The glide reflection Ry--x degree T <4,1> maps the P to (4,3). Find the coordinates of P. Please help I'm really confused.
Jhhh
To solve this problem, we need to understand what a glide reflection is and how it affects the coordinates of a point.
A glide reflection is a transformation that combines a reflection (R) and a translation (T) together. In this case, the glide reflection is denoted as Ry--x degree T <4,1>.
The "Ry--x degree" part indicates that the reflection is happening across the y-axis. The "--" represents the imaginary line created by the reflection.
The translation (T) is given as <4,1>, which means that after the reflection, the point is shifted 4 units in the positive x-direction and 1 unit in the positive y-direction.
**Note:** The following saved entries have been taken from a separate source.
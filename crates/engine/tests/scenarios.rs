use blokus_core::{Coord, PieceId, PieceSet, Placement, PlayerId};
use blokus_engine::{
    new_game, Game, GameConfig, GameError, GameMode, GameStatus, Rejection,
};

const A: PlayerId = PlayerId(0);
const B: PlayerId = PlayerId(1);

fn mono(row: i16, col: i16) -> Placement {
    Placement::new(PieceId::MONOMINO, 0, Coord::new(row, col))
}

fn domino(row: i16, col: i16) -> Placement {
    Placement::new(PieceId(1), 0, Coord::new(row, col))
}

mod duo_opening {
    use super::*;

    #[test]
    fn test_first_moves_and_corner_rule() {
        let mut game = new_game(GameConfig::duo()).unwrap();
        assert_eq!(game.status(), GameStatus::InProgress);

        game.apply_move(A, mono(0, 0)).unwrap();
        assert_eq!(game.board_snapshot().owner(Coord::new(0, 0)), Some(A));

        game.apply_move(B, mono(13, 13)).unwrap();
        assert_eq!(game.board_snapshot().owner(Coord::new(13, 13)), Some(B));

        assert_eq!(
            game.apply_move(A, domino(0, 1)),
            Err(GameError::IllegalMove(Rejection::EdgeContact))
        );

        game.apply_move(A, domino(1, 1)).unwrap();
        let board = game.board_snapshot();
        assert_eq!(board.owner(Coord::new(1, 1)), Some(A));
        assert_eq!(board.owner(Coord::new(1, 2)), Some(A));
        assert_eq!(board.placed_area(A), 3);
        assert_eq!(game.active_player(), Some(B));
    }

    #[test]
    fn test_first_move_must_cover_start_cell() {
        let mut game = new_game(GameConfig::duo()).unwrap();
        assert_eq!(
            game.apply_move(A, mono(13, 13)),
            Err(GameError::IllegalMove(Rejection::MissingStartCell))
        );
        assert_eq!(
            game.apply_move(A, mono(6, 6)),
            Err(GameError::IllegalMove(Rejection::MissingStartCell))
        );
    }

    #[test]
    fn test_used_piece_is_unavailable() {
        let mut game = new_game(GameConfig::duo()).unwrap();
        game.apply_move(A, mono(0, 0)).unwrap();
        game.apply_move(B, mono(13, 13)).unwrap();
        assert_eq!(
            game.apply_move(A, mono(1, 1)),
            Err(GameError::IllegalMove(Rejection::PieceUnavailable))
        );
    }

    #[test]
    fn test_every_legal_move_is_accepted() {
        let game = new_game(GameConfig::duo()).unwrap();
        for placement in game.legal_moves(A) {
            let mut copy = game.clone();
            assert!(game.is_legal(A, &placement), "{placement}");
            assert_eq!(copy.apply_move(A, placement), Ok(()), "{placement}");
        }
    }
}

mod rejections {
    use super::*;

    #[test]
    fn test_rejected_move_changes_nothing() {
        let mut game = new_game(GameConfig::duo()).unwrap();
        game.apply_move(A, mono(0, 0)).unwrap();
        let board = game.board_snapshot();
        let status = game.status();
        let history = game.move_history().to_vec();

        let attempts = [
            (B, mono(0, 0)),
            (B, domino(13, 13)),
            (A, domino(1, 1)),
            (B, Placement::new(PieceId(10), 0, Coord::new(13, 10))),
            (B, Placement::new(PieceId(30), 0, Coord::new(13, 13))),
        ];
        for (player, placement) in attempts {
            assert!(game.apply_move(player, placement).is_err());
            assert_eq!(game.board_snapshot(), board);
            assert_eq!(game.status(), status);
            assert_eq!(game.move_history(), &history[..]);
        }
    }

    #[test]
    fn test_anchor_at_coordinate_limit_is_out_of_bounds() {
        let mut game = new_game(GameConfig::duo()).unwrap();
        let x = Placement::new(PieceId(18), 0, Coord::new(0, i16::MAX));
        assert!(!game.is_legal(A, &x));
        assert_eq!(
            game.apply_move(A, x),
            Err(GameError::IllegalMove(Rejection::OutOfBounds))
        );
        assert!(game.move_history().is_empty());
    }

    #[test]
    fn test_wrong_turn_and_not_in_progress() {
        let mut config = GameConfig::duo();
        config.inventory = PieceSet::from_bits(1);
        let mut game = new_game(config).unwrap();
        assert_eq!(
            game.apply_move(B, mono(13, 13)),
            Err(GameError::WrongTurn {
                expected: A,
                got: B
            })
        );
        game.apply_move(A, mono(0, 0)).unwrap();
        game.apply_move(B, mono(13, 13)).unwrap();
        assert_eq!(game.status(), GameStatus::Finished);
        assert_eq!(
            game.apply_move(A, mono(1, 1)),
            Err(GameError::NotInProgress)
        );
    }

    #[test]
    fn test_invalid_configuration() {
        let mut config = GameConfig::four_player();
        config.width = 40;
        assert!(matches!(
            new_game(config),
            Err(GameError::InvalidConfiguration(_))
        ));
    }
}

mod inventory {
    use super::*;

    #[test]
    fn test_empty_inventory_has_no_placements() {
        let mut config = GameConfig::duo();
        config.inventory = PieceSet::EMPTY;
        let mut game = Game::new(config).unwrap();
        game.start().unwrap();
        assert_eq!(game.legal_moves(A).count(), 0);
        assert_eq!(game.legal_moves(B).count(), 0);
        assert_eq!(game.status(), GameStatus::Finished);
    }
}

mod terminal {
    use super::*;

    #[test]
    fn test_boxed_in_board_finishes() {
        // two I5s close off their owners' rows on a 5x5 board
        let mut config = GameConfig::duo();
        config.width = 5;
        config.height = 5;
        config.start_cells = vec![vec![Coord::new(0, 0)], vec![Coord::new(4, 4)]];
        config.inventory = [PieceId::MONOMINO, PieceId(10)].into_iter().collect();
        let mut game = new_game(config).unwrap();

        game.apply_move(A, Placement::new(PieceId(10), 0, Coord::new(0, 0)))
            .unwrap();
        assert_eq!(game.status(), GameStatus::InProgress);
        game.apply_move(B, Placement::new(PieceId(10), 0, Coord::new(4, 0)))
            .unwrap();

        assert_eq!(game.status(), GameStatus::Finished);
        assert!(game.position().is_terminal());
        let scores = game.final_scores().unwrap();
        assert_eq!(scores.scores, vec![4, 4]);
        assert_eq!(scores.winner, None);
        assert!((scores.coverage - 10.0 / 25.0).abs() < 1e-6);
    }

    #[test]
    fn test_skipped_player_does_not_end_game() {
        // both players open on the same corner, so B never gets a move
        let mut config = GameConfig::duo();
        config.start_cells[1] = vec![Coord::new(0, 0)];
        let mut game = new_game(config).unwrap();

        game.apply_move(A, mono(0, 0)).unwrap();
        assert_eq!(game.active_player(), Some(A));
        assert!(game.position().players()[1].out_of_moves);
        assert_eq!(game.legal_moves(B).count(), 0);

        game.apply_move(A, domino(1, 1)).unwrap();
        assert_eq!(game.status(), GameStatus::InProgress);
        assert_eq!(game.active_player(), Some(A));
    }
}

mod modes {
    use super::*;

    #[test]
    fn test_four_player_turn_order() {
        let mut game = new_game(GameConfig::four_player()).unwrap();
        let corners = [(0, 0), (0, 19), (19, 19), (19, 0)];
        for (i, &(row, col)) in corners.iter().enumerate() {
            let player = PlayerId(i as u8);
            assert_eq!(game.active_player(), Some(player));
            game.apply_move(player, mono(row, col)).unwrap();
        }
        assert_eq!(game.active_player(), Some(A));
        assert_eq!(game.config().mode, GameMode::FourPlayer);
    }

    #[test]
    fn test_total_allocation_any_corner() {
        let mut game = new_game(GameConfig::total_allocation(2)).unwrap();
        game.apply_move(A, mono(19, 0)).unwrap();
        game.apply_move(B, mono(0, 19)).unwrap();
        assert_eq!(game.board_snapshot().remaining_empty_count(), 398);
    }

    #[test]
    fn test_challenge_scores_target() {
        let target = vec![Coord::new(0, 0), Coord::new(0, 1), Coord::new(13, 13)];
        let mut config = GameConfig::challenge(target);
        config.inventory = PieceSet::first(2);
        let mut game = new_game(config).unwrap();
        game.apply_move(A, domino(0, 0)).unwrap();
        game.apply_move(B, mono(13, 13)).unwrap();
        game.apply_move(A, mono(1, 2)).unwrap();
        game.apply_move(B, domino(12, 11)).unwrap();
        assert_eq!(game.status(), GameStatus::Finished);
        let scores = game.final_scores().unwrap();
        assert_eq!(scores.scores, vec![2, 1]);
        assert_eq!(scores.winner, Some(A));
    }
}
Now, let's find the coordinates of P after the glide reflection.
1. Start with the coordinates of P, which we'll call (x, y).
2. Apply the reflection across the y-axis by negating the x-coordinate: (-x, y).
3. Apply the translation by adding the corresponding values to the x and y coordinates:
- For the x-coordinate, add 4 units: -x + 4.
- For the y-coordinate, add 1 unit: y + 1.
4. Equate the resulting coordinates with the given point after the glide reflection, which is (4, 3):
-x + 4 = 4, and y + 1 = 3.
5. Solve the equations:
-x = 4 - 4 = 0, and y = 3 - 1 = 2.
6. The x-coordinate is -x = -0 = 0, and the y-coordinate is y = 2.
7. Therefore, the coordinates of P are (0, 2).
So, the coordinates of P after the glide reflection are (0, 2).